» **Directions**
Of the lines below, reproduce exactly those from the line containing "let format = detect::sniff_format(&mut" to the end, including both the first and the last.
The input Block Start
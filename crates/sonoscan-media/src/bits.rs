//! Bit-level helpers: FLAC CRC-8, FLAC "UTF-8" coded integers, and MPEG-4
//! descriptor lengths.

use bytes::Buf;

/// CRC-8 lookup table, polynomial x^8 + x^2 + x + 1 (0x07).
static CRC8_TABLE: [u8; 256] = build_crc8_table();

const fn build_crc8_table() -> [u8; 256] {
    let mut table = [0u8; 256];
    let mut i = 0;
    while i < 256 {
        let mut crc = i as u8;
        let mut bit = 0;
        while bit < 8 {
            crc = if crc & 0x80 != 0 {
                (crc << 1) ^ 0x07
            } else {
                crc << 1
            };
            bit += 1;
        }
        table[i] = crc;
        i += 1;
    }
    table
}

/// CRC-8 as used by FLAC frame headers.
pub fn crc8(data: &[u8]) -> u8 {
    data.iter()
        .fold(0u8, |crc, &byte| CRC8_TABLE[(crc ^ byte) as usize])
}

/// Decode a FLAC UTF-8 style coded number of up to 36 bits.
///
/// Returns the value and the number of bytes it occupied, or `None` when the
/// lead byte is invalid, a continuation byte is malformed, or `raw` is short.
pub fn read_utf8_u64(raw: &[u8]) -> Option<(u64, usize)> {
    let lead = *raw.first()?;
    let (mut value, len) = match lead {
        b if b & 0x80 == 0 => (u64::from(b), 1),
        b if b & 0xE0 == 0xC0 => (u64::from(b & 0x1F), 2),
        b if b & 0xF0 == 0xE0 => (u64::from(b & 0x0F), 3),
        b if b & 0xF8 == 0xF0 => (u64::from(b & 0x07), 4),
        b if b & 0xFC == 0xF8 => (u64::from(b & 0x03), 5),
        b if b & 0xFE == 0xFC => (u64::from(b & 0x01), 6),
        0xFE => (0, 7),
        _ => return None,
    };

    let tail = raw.get(1..len)?;
    for &byte in tail {
        if byte & 0xC0 != 0x80 {
            return None;
        }
        value = (value << 6) | u64::from(byte & 0x3F);
    }
    Some((value, len))
}

/// Decode a FLAC UTF-8 style coded number of up to 31 bits (frame numbers).
pub fn read_utf8_u32(raw: &[u8]) -> Option<(u32, usize)> {
    if raw.first() == Some(&0xFE) {
        return None;
    }
    let (value, len) = read_utf8_u64(raw)?;
    Some((u32::try_from(value).ok()?, len))
}

/// Decode an MPEG-4 descriptor length: up to four bytes of seven bits each,
/// high bit set on every byte but the last.
pub fn read_descriptor_length<B: Buf>(buf: &mut B) -> Option<u32> {
    let mut length = 0u32;
    for _ in 0..4 {
        if !buf.has_remaining() {
            return None;
        }
        let byte = buf.get_u8();
        length = (length << 7) | u32::from(byte & 0x7F);
        if byte & 0x80 == 0 {
            break;
        }
    }
    Some(length)
}

#[cfg(test)]
mod tests {
    use super::*;

    #[test]
    fn test_crc8_table_known_entries() {
        assert_eq!(CRC8_TABLE[0], 0x00);
        assert_eq!(CRC8_TABLE[1], 0x07);
        assert_eq!(CRC8_TABLE[255], 0xF3);
    }

    #[test]
    fn test_crc8_check_value() {
        // CRC-8/SMBUS check value for "123456789".
        assert_eq!(crc8(b"123456789"), 0xF4);
    }

    #[test]
    fn test_utf8_single_and_multi_byte() {
        assert_eq!(read_utf8_u64(&[0x05]), Some((5, 1)));
        assert_eq!(read_utf8_u64(&[0xC2, 0x80]), Some((0x80, 2)));
        assert_eq!(read_utf8_u64(&[0xE0, 0xA0, 0x80]), Some((0x800, 3)));
        // 7-byte form carries 36 bits
        let raw = [0xFE, 0xBF, 0xBF, 0xBF, 0xBF, 0xBF, 0xBF];
        assert_eq!(read_utf8_u64(&raw), Some(((1u64 << 36) - 1, 7)));
    }

    #[test]
    fn test_utf8_rejects_bad_continuation() {
        assert_eq!(read_utf8_u64(&[0xC2, 0x41]), None);
        assert_eq!(read_utf8_u64(&[0xFF]), None);
        assert_eq!(read_utf8_u64(&[0xE0, 0xA0]), None);
    }

    #[test]
    fn test_utf8_u32_rejects_seven_byte_form() {
        let raw = [0xFE, 0x80, 0x80, 0x80, 0x80, 0x80, 0x80];
        assert_eq!(read_utf8_u32(&raw), None);
        assert_eq!(read_utf8_u32(&[0x7F]), Some((0x7F, 1)));
    }

    #[test]
    fn test_descriptor_length() {
        let mut one: &[u8] = &[0x19];
        assert_eq!(read_descriptor_length(&mut one), Some(0x19));

        let mut padded: &[u8] = &[0x80, 0x80, 0x80, 0x22, 0xAA];
        assert_eq!(read_descriptor_length(&mut padded), Some(0x22));
        assert_eq!(padded, &[0xAA]);

        let mut short: &[u8] = &[0x81];
        assert_eq!(read_descriptor_length(&mut short), None);
    }
}
//! Seek resolution for the `seek` command.

use crate::report::SeekReport;
use anyhow::{Context, Result};
use bytes::Bytes;
use sonoscan_common::paths::format_from_extension;
use sonoscan_common::AudioFormat;
use sonoscan_media::flac::FlacFile;
use sonoscan_media::mp4::{Mp4File, ParseMode};
use sonoscan_media::{detect, ScanOptions};
use std::fs::File;
use std::io::BufReader;
use std::path::Path;

/// What to seek to.
#[derive(Debug, Clone, Copy, PartialEq, Eq)]
pub enum SeekTarget {
    TimeMs(u64),
    Sample(u64),
}

/// A resolved seek plus, for MP4, the header to send before `byte_offset`.
#[derive(Debug, Clone)]
pub struct SeekOutcome {
    pub report: SeekReport,
    pub header: Option<Bytes>,
}

/// Resolve `target` in the MP4 or FLAC file at `path`.
///
/// MP4 seeks rewrite the sample tables; FLAC seeks locate the frame.
pub fn seek_file(path: &Path, target: SeekTarget, options: &ScanOptions) -> Result<SeekOutcome> {
    let mut reader = BufReader::new(
        File::open(path).with_context(|| format!("Failed to open {:?}", path))?,
    );
    let format = detect::sniff_format(&mut reader)?
        .or_else(|| format_from_extension(path))
        .with_context(|| format!("Cannot tell the container of {:?}", path))?;
    tracing::debug!(?target, %format, "Seeking in {:?}", path);

    let (sample, byte_offset, header) = match format {
        AudioFormat::Mp4 => {
            let file = Mp4File::parse(&mut reader, ParseMode::Seek, options)?;
            let seek = match target {
                SeekTarget::TimeMs(ms) => file.seek_time(&mut reader, ms)?,
                SeekTarget::Sample(sample) => {
                    let sample = u32::try_from(sample)
                        .with_context(|| format!("Sample {} is out of range for MP4", sample))?;
                    file.seek_sample(&mut reader, sample)?
                }
            };
            (u64::from(seek.sample), seek.start_offset, Some(seek.header))
        }
        AudioFormat::Flac => {
            let file = FlacFile::parse(&mut reader, options)?;
            let position = match target {
                SeekTarget::TimeMs(ms) => file.find_frame(&mut reader, ms)?,
                SeekTarget::Sample(sample) => file.seek_sample(&mut reader, sample)?,
            };
            (position.sample, position.byte_offset, None)
        }
        other => anyhow::bail!("Seeking is not supported for {} files", other),
    };

    Ok(SeekOutcome {
        report: SeekReport {
            path: path.to_path_buf(),
            format,
            sample,
            byte_offset,
            header_size: header.as_ref().map(Bytes::len),
        },
        header,
    })
}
The input Block End
» **Reply**
    let format = detect::sniff_format(&mut reader)?
        .or_else(|| format_from_extension(path))
        .with_context(|| format!("Cannot tell the container of {:?}", path))?;
    tracing::debug!(?target, %format, "Seeking in {:?}", path);

    let (sample, byte_offset, header) = match format {
        AudioFormat::Mp4 => {
            let file = Mp4File::parse(&mut reader, ParseMode::Seek, options)?;
            let seek = match target {
                SeekTarget::TimeMs(ms) => file.seek_time(&mut reader, ms)?,
                SeekTarget::Sample(sample) => {
                    let sample = u32::try_from(sample)
                        .with_context(|| format!("Sample {} is out of range for MP4", sample))?;
                    file.seek_sample(&mut reader, sample)?
                }
            };
            (u64::from(seek.sample), seek.start_offset, Some(seek.header))
        }
        AudioFormat::Flac => {
            let file = FlacFile::parse(&mut reader, options)?;
            let position = match target {
                SeekTarget::TimeMs(ms) => file.find_frame(&mut reader, ms)?,
                SeekTarget::Sample(sample) => file.seek_sample(&mut reader, sample)?,
            };
            (position.sample, position.byte_offset, None)
        }
        other => anyhow::bail!("Seeking is not supported for {} files", other),
    };

    Ok(SeekOutcome {
        report: SeekReport {
            path: path.to_path_buf(),
            format,
            sample,
            byte_offset,
            header_size: header.as_ref().map(Bytes::len),
        },
        header,
    })
}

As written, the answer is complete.